Given the superior ratio of PA to DA nodes as measured, and the possibility of increased throughput, the next experiment focused on processing increased workload.
7.8.THROUGHPUT TESTS
The MASB framework has been designed as a general solution for balancing workload in a decentralised computing system. After numerous iterations, MASB was eventually able to schedule the entire GCD workload, with additional tasks also added.
Table 4 presents a comparison of the results with different workload sizes:
Table 4. Throughput results (100%-106% workload)
As demonstrated above, MASB was able to schedule, on average, an additional ca. 2.6k tasks per minute (ca. 2% more tasks). Further tuning was unable to improve those results, with workload sizes greater than 102% increasing the number of overloaded nodes above the defined threshold of 0.5%.
To further ensure the correctness of the attained results, another set of experiments was run in parallel. Here, instead of multiplying the original GCD workload, the random machines were removed from the cluster until the workload could no longer be fitted. This method, known as ‘cell compaction’, is suggested in [51] for simulations with GCD traces.
Similar to the previously detailed experiments which had augmented workload, even when the cluster size was reduced to ca. 98% of its original size (242 nodes being removed), the original GCD workload could still be fitted without breaching the 0.5% limit of overloaded nodes.
On average, GCD traces utilise ca. 40-50% of the globally available CPUs and ca. 60-70% of globally available memory while continuously guaranteeing ca. 85% of CPUs and ca. 70% of memory to production tasks to handle RUS. It should be noted that Borg’s scheduling routines have been perfected following decades of work by a team of brilliant Google engineers. The conclusion of this research is that, it is hard to substantially improve this impressive result given those constraints. Although the throughput of the original Google Scheduler could not be significantly improved, the results from both methods of evaluation show the benefits of using VM-LM to fit additional tasks in an already very tightly-fitted cluster.
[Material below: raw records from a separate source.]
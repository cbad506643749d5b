//! Personal-data fields exported for each content kind.
//!
//! Keys are either core record fields (`post_title`, `post_content`) or
//! metadata keys; values are the labels shown in the export.

use crate::domain::{ContentKind, FieldMap};

/// Metadata key holding a speaker's Gravatar email.
pub const SPEAKER_EMAIL_KEY: &str = "_wcb_speaker_email";
/// Metadata key holding a sponsor contact's email.
pub const SPONSOR_EMAIL_KEY: &str = "_wcb_sponsor_email_address";
/// Metadata key holding the WordPress.org username linked to a record.
pub const USER_ID_KEY: &str = "_wcpt_user_id";

pub const SPEAKER_FIELDS: FieldMap = FieldMap::new(&[
    ("post_title", "Speaker Name"),
    ("post_content", "Speaker Bio"),
    (SPEAKER_EMAIL_KEY, "Gravatar Email"),
    (USER_ID_KEY, "WordPress.org Username"),
]);

pub const SPONSOR_FIELDS: FieldMap = FieldMap::new(&[
    ("post_title", "Company Name"),
    ("post_content", "Company Description"),
    ("_wcpt_sponsor_website", "Website URL"),
    ("_wcpt_sponsor_first_name", "First Name"),
    ("_wcpt_sponsor_last_name", "Last Name"),
    (SPONSOR_EMAIL_KEY, "Email Address"),
    ("_wcpt_sponsor_phone_number", "Phone Number"),
    ("_wcpt_sponsor_street_address1", "Street Address"),
    ("_wcpt_sponsor_street_address2", "Street Address 2"),
    ("_wcpt_sponsor_city", "City"),
    ("_wcpt_sponsor_state", "State / Province"),
    ("_wcpt_sponsor_zip_code", "ZIP / Postal Code"),
    ("_wcpt_sponsor_country", "Country"),
]);

pub const ORGANIZER_FIELDS: FieldMap = FieldMap::new(&[
    ("post_title", "Organizer Name"),
    ("post_content", "Organizer Bio"),
    (USER_ID_KEY, "WordPress.org Username"),
]);

/// Field map declared for a kind.
#[must_use]
pub const fn field_map(kind: ContentKind) -> FieldMap {
    match kind {
        ContentKind::Speaker => SPEAKER_FIELDS,
        ContentKind::Sponsor => SPONSOR_FIELDS,
        ContentKind::Organizer => ORGANIZER_FIELDS,
    }
}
Table 5 details those experimental results:
Table 5. Throughput results (97%-100% cluster)
7.9.MIGRATION COST
The MASB framework relies on a VM-LM feature to balance workload by moving running tasks across Cloud nodes. While the VM-LM process is reasonably cheap in terms of the computing power, it does incur a non-trivial cost on the Cloud’s infrastructure. In order to avoid excessive networks transfers, NAs carefully decide which tasks will be migrated out from a given node. To score candidate tasks, the SCS function is used which takes the task’s estimated migration cost into consideration as well as released resources (see 5.1 for more details).
Unexpectedly, when searching for ways to lower the total migration cost, although modifications of SCS function seemed to be the most palpable place to start, significantly better results were not obtained. Based on experience from previous experiments, it was discovered that the biggest reduction in task migrations was achieved by improving the quality of the initial task allocation. Therefore, further experimentation focused on testing variants and combinations of the score functions.
As previously mentioned, initially MASB implemented a single SAS function which prioritised the scattering of tasks amongst nodes. With introduction of SAL (detailed in subsection 6.1), the SAS function was split into SIAS and SRAS functions biased towards opposite allocation types, namely PA and TA. However, during the study of the impact of frequent re-allocations on the total migration cost, it was found that those scoring functions can be further improved by introducing GAIN variants. Figure 10 presents the evolutions of scoring functions:
Figure 11. Scoring functions evolution
The GAIN variants of SIAS and SRAS functions are defined here as SIAS_GAIN and SRAS_GAIN respectively SIAS_GAIN=SIAS(T’)-SIAS(T) and SRAS_GAIN=SRAS(T’)-SRAS(T), where T is the current set of allocated tasks, and T’ is the candidate set of allocated tasks on a given node. Additionally, cases when a node would lower its AS as a result of migrations have a zero score.
In the GAIN variants of scoring functions, the relative AS gains are prioritised over the absolute AS values for an individual node. For example, given the scenario in which the task migration to node A would change its AS from 0.1 to 0.4 (a 300% gain), while the same task could also be migrated to node B, changing its AS from 0.4 to 0.6 (a 50% gain), the former option will be selected as yielding a higher gain (since 300% is greater than 50%) regardless of the potentially higher absolute score value of node B.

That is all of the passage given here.